**Exercise aim:**
Where in the records does the word "NotGeoreferenced" occur? Copy each line in which it does.

**Data for review:**
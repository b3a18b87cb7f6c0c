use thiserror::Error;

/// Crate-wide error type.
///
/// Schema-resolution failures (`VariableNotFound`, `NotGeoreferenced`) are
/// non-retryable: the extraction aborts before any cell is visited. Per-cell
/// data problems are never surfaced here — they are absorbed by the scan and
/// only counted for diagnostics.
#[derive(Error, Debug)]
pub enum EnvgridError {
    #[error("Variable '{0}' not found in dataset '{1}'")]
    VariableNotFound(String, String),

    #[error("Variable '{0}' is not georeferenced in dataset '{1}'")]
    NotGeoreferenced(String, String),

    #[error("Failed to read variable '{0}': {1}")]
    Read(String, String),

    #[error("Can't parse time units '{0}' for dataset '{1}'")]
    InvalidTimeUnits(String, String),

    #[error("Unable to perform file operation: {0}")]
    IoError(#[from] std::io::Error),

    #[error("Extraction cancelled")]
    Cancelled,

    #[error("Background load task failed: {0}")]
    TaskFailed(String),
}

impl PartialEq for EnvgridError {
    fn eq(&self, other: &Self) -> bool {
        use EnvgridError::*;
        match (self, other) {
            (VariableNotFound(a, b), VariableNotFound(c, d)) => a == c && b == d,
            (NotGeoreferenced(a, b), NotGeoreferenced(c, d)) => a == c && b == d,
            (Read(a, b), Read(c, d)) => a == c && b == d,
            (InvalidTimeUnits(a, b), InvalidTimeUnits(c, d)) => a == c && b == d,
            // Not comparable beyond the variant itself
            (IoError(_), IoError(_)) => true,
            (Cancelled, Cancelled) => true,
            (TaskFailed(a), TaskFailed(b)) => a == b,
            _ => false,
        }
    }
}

---

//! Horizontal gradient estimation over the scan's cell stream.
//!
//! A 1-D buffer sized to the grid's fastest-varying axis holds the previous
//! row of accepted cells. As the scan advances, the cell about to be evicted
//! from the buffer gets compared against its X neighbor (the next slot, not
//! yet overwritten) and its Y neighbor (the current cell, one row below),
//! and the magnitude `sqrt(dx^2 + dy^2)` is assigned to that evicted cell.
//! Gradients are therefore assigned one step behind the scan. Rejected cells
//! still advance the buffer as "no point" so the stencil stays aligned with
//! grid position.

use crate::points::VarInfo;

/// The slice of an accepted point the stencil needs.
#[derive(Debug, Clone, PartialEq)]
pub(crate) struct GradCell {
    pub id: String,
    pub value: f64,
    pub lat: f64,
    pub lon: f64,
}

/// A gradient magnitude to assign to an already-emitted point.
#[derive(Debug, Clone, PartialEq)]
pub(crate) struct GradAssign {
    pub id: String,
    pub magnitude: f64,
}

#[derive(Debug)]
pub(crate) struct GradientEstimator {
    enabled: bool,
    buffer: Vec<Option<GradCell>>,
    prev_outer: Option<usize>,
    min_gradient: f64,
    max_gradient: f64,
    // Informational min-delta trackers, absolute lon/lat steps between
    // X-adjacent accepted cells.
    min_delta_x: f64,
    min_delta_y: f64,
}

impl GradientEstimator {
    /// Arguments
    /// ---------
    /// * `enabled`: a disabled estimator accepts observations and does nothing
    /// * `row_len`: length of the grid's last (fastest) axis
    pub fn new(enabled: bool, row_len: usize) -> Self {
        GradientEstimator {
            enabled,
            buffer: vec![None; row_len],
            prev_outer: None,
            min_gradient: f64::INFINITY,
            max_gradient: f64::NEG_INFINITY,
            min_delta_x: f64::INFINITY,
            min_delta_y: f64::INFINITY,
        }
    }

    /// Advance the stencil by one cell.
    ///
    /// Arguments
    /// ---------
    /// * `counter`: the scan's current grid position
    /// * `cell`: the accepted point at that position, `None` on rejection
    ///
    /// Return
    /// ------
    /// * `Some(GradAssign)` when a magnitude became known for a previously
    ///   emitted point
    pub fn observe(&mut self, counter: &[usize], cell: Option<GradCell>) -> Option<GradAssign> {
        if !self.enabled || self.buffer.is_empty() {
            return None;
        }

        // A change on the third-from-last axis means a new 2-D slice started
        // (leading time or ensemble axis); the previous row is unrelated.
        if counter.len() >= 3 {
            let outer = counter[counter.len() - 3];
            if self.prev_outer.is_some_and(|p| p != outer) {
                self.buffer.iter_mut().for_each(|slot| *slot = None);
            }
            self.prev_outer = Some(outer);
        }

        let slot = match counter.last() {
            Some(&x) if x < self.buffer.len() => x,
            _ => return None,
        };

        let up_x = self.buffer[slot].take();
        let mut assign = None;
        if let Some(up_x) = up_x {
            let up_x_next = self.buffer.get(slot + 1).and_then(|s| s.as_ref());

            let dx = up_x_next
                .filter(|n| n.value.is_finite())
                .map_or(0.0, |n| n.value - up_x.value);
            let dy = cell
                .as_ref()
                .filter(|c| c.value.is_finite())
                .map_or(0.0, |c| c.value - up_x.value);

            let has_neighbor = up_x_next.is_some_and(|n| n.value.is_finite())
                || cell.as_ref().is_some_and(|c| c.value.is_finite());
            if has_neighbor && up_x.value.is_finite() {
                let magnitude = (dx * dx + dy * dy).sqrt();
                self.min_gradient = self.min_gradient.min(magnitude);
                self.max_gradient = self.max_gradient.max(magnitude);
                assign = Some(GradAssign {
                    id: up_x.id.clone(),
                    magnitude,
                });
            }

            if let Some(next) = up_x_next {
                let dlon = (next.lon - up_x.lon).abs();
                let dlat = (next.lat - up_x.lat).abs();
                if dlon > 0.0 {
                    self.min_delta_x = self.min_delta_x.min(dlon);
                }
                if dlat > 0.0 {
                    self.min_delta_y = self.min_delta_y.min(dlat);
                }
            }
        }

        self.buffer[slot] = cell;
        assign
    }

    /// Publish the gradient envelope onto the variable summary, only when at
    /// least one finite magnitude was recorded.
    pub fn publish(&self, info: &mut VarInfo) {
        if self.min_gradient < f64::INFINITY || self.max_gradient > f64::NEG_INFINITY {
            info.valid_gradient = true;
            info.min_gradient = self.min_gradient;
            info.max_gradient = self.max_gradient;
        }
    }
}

**Reply:**
/// Schema-resolution failures (`VariableNotFound`, `NotGeoreferenced`) are
    NotGeoreferenced(String, String),
            (NotGeoreferenced(a, b), NotGeoreferenced(c, d)) => a == c && b == d,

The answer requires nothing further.